PURPOSE: To surely remove a coating film on the periphery of a wafer in the shape of a vertical end so as to prevent dust from being formed and to improve the wafer in yield. CONSTITUTION: An edge cleaning method is carried out through such a manner that a wafer W is rotated as attracted to a wafer stage 1, and solvent is spouted out to remove a coating film on the periphery of the wafer W as wide as prescribed, wherein the wafer is changed in rotating speed and acceleration by stages. To put it concretely, it is preferable that following steps are provided, a first step wherein the wafer W is rotated at a high speed, and solvent is spouted out enough in time, a second step wherein the wafer W is rotated at a lower speed than that in the first step, and solvent is spouted out for a shorter time than that in the first step, and a third step wherein the wafer W is rotated at a higher speed than that in the first step, and no solvent is spouted out.

Description

Detailed Description of the Invention

[0001]

BACKGROUND OF THE INVENTION 1. Field of the Invention The present invention relates to an edge cleaning method for removing an outer peripheral coating film on a wafer surface with a solvent.

[0002]

2. Description of the Related Art In a semiconductor manufacturing process, an SOG (Spin-on-Glass) layer is formed on a wafer for flattening an interlayer insulating film
The film is applied. The SOG coating is performed by a spin coating process of dropping a chemical solution called a source in which SiO _X is dissolved in alcohol while the wafer is attracted and rotated by a wafer chuck. When the edge portion of the surface of the wafer comes into contact with the positioning portion or the like in each step, dust is generated due to the lack of the coating film (resist). In order to prevent this, an edge clean (edge rinse) for removing the outer peripheral coating film on the wafer surface with a solvent is required. This edge clean is usually performed when the coating film is applied.

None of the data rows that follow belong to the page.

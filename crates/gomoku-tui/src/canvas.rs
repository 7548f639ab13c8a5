//! Off-screen drawing surface.
//!
//! A [`Canvas`] is a ratatui [`Buffer`] plus the window size it represents.
//! Rectangles arrive in window units and are scaled onto the character grid;
//! any non-empty rectangle covers at least one cell so small stones stay
//! visible on small terminals.

use gomoku_app::{Coordinate, MenuInstance, Theme};
use ratatui::{
    buffer::Buffer,
    layout::{Position, Rect},
    style::{Color, Modifier, Style},
    widgets::{Block, Clear, List, ListState, StatefulWidget, Widget},
};

/// Symbol drawn for outlines too small for a border.
const MARKER: &str = "+";

/// Convert a core colour to a terminal colour.
pub fn to_color(color: gomoku_app::Color) -> Color {
    Color::Rgb(color.r, color.g, color.b)
}

fn scale(value: u32, cells: u16, units: u32) -> u16 {
    (u64::from(value) * u64::from(cells) / u64::from(units.max(1))) as u16
}

/// Window point at the centre of cell (`column`, `row`) of `area`.
pub fn cell_to_window(window: Coordinate, area: Rect, column: u16, row: u16) -> Coordinate {
    let centre = |offset: u16, cells: u16, units: u32| {
        let cells = u64::from(cells.max(1));
        ((u64::from(offset) * 2 + 1) * u64::from(units) / (cells * 2)) as u32
    };

    Coordinate::from_unsigned(
        centre(column.saturating_sub(area.x), area.width, window.x()),
        centre(row.saturating_sub(area.y), area.height, window.y()),
    )
}

/// Drawing surface backed by a ratatui buffer.
#[derive(Debug, Clone)]
pub struct Canvas {
    window: Coordinate,
    buffer: Buffer,
}

impl Canvas {
    /// Canvas showing `window` units on `area` cells.
    pub fn new(window: Coordinate, area: Rect) -> Self {
        Self { window, buffer: Buffer::empty(area) }
    }

    /// Cells covered by the canvas.
    pub fn area(&self) -> Rect {
        self.buffer.area
    }

    /// Drawn content.
    pub fn buffer(&self) -> &Buffer {
        &self.buffer
    }

    /// Follow a terminal resize. Content is discarded.
    pub fn resize(&mut self, area: Rect) {
        self.buffer = Buffer::empty(area);
    }

    /// Discard everything drawn.
    pub fn reset(&mut self) {
        self.buffer.reset();
    }

    /// Cells covered by `rect`, clamped to the canvas.
    pub fn to_cells(&self, rect: gomoku_app::Rect) -> Rect {
        let area = self.area();
        if rect.is_empty() {
            return Rect::new(area.x, area.y, 0, 0);
        }
        let (width, height) = self.window.to_pair();

        let left = scale(rect.x, area.width, width);
        let top = scale(rect.y, area.height, height);
        let right = scale(rect.right(), area.width, width).max(left + 1);
        let bottom = scale(rect.bottom(), area.height, height).max(top + 1);

        Rect::new(area.x + left, area.y + top, right - left, bottom - top).intersection(area)
    }

    /// Window point at the centre of cell (`column`, `row`).
    pub fn to_window(&self, column: u16, row: u16) -> Coordinate {
        cell_to_window(self.window, self.area(), column, row)
    }

    /// Paint the background of every cell under `rect`.
    pub fn fill(&mut self, color: gomoku_app::Color, rect: gomoku_app::Rect) {
        let area = self.to_cells(rect);
        self.buffer.set_style(area, Style::default().bg(to_color(color)));
    }

    /// Outline `rect`. Outlines smaller than two cells become a marker.
    pub fn stroke(&mut self, color: gomoku_app::Color, rect: gomoku_app::Rect) {
        let area = self.to_cells(rect);
        if area.is_empty() {
            return;
        }

        let style = Style::default().fg(to_color(color));
        if area.width >= 2 && area.height >= 2 {
            Block::bordered().border_style(style).render(area, &mut self.buffer);
        } else if let Some(cell) = self.buffer.cell_mut(Position::new(area.x, area.y)) {
            cell.set_symbol(MARKER).set_style(style);
        }
    }

    /// Draw `instance` as a bordered list, centred on the canvas.
    pub fn draw_menu(&mut self, instance: &MenuInstance) {
        let window = gomoku_app::Rect::from_size(self.window);
        let area = self.to_cells(gomoku_app::Rect::centered(window, instance.size()));

        let (fg, bg) = match instance.theme() {
            Theme::Dark => (Color::White, Color::Rgb(30, 30, 30)),
            Theme::Light => (Color::Black, Color::Rgb(230, 230, 230)),
        };
        let panel = Style::default().fg(fg).bg(bg);

        let block = Block::bordered().title(instance.title()).style(panel);
        let inner = block.inner(area);
        Clear.render(area, &mut self.buffer);
        block.render(area, &mut self.buffer);

        let items = instance.entries().iter().map(String::as_str);
        let list = List::new(items)
            .style(panel)
            .highlight_style(Style::default().add_modifier(Modifier::REVERSED))
            .highlight_symbol("> ");
        let mut state = ListState::default().with_selected(Some(instance.selected()));
        StatefulWidget::render(list, inner, &mut self.buffer, &mut state);
    }

    /// Copy the canvas onto `target` where the two overlap.
    pub fn blit(&self, target: &mut Buffer) {
        let overlap = target.area.intersection(self.buffer.area);
        for position in overlap.positions() {
            if let (Some(dst), Some(src)) = (target.cell_mut(position), self.buffer.cell(position))
            {
                *dst = src.clone();
            }
        }
    }
}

In the conventional edge clean, the organic solvent is injected from a nozzle located above the outer peripheral portion of the wafer while rotating the wafer at a constant speed, and the coating film on the outer peripheral portion of the wafer is removed in one step.

[0003]

However, in the above-mentioned conventional edge cleaning method, depending on the combination of the coating film material and the organic solvent (for example, organic SOG and cyclohexanone), the edge of the wafer outer peripheral portion after the coating film is removed. In some cases, the coating film could not be properly removed because the shape of the part had a hem or a mountain-shaped bulge. These defects are:
Since edge cleaning was performed in one step with a low-speed rotating wafer, it was caused by physical indentation at the initial stage of solvent injection or swelling due to incorporation of the solvent into the coating film. Therefore, in the conventional edge clean performed in one step, for example, in the case of the combination of the organic SOG and cyclohexanone, it is not possible to obtain a proper vertical end shape, and there is a problem that it becomes a particle generation source. The present invention has been made in view of the above circumstances, and an object thereof is to provide an edge cleaning method capable of reliably removing a coating film on the outer peripheral portion of a wafer with a vertical end shape, and to prevent dust generation.

[0004]

According to the edge cleaning method of the present invention for achieving the above object, a wafer is adsorbed on a wafer stage and rotated, and at the same time, a solvent is injected to keep a coating film on a peripheral portion of the wafer constant. In the edge cleaning method of removing only the width, the rotation speed and acceleration of the wafer are changed stepwise. Then, the edge cleaning method includes the first step of rotating the wafer at a high speed and injecting the solvent in a sufficient time,
A second step of rotating the wafer at a lower speed than the rotation of the first step and performing a solvent injection for a shorter time than the first step; and a second step of rotating the wafer at a higher speed than the rotation of the first step without injecting the solvent. It is preferable to include 3 steps.

[0005]

By changing the wafer rotation speed and acceleration stepwise, it is possible to control the contact time between the solvent and the coating film, the width of removal of the coating film, and the discharge of the residual solvent. In the first step, high-speed wafer rotation and solvent injection are performed for a sufficiently long time, and the removability is enhanced by the stable wafer rotation movement and the sufficiently long contact time between the solvent and the coating film.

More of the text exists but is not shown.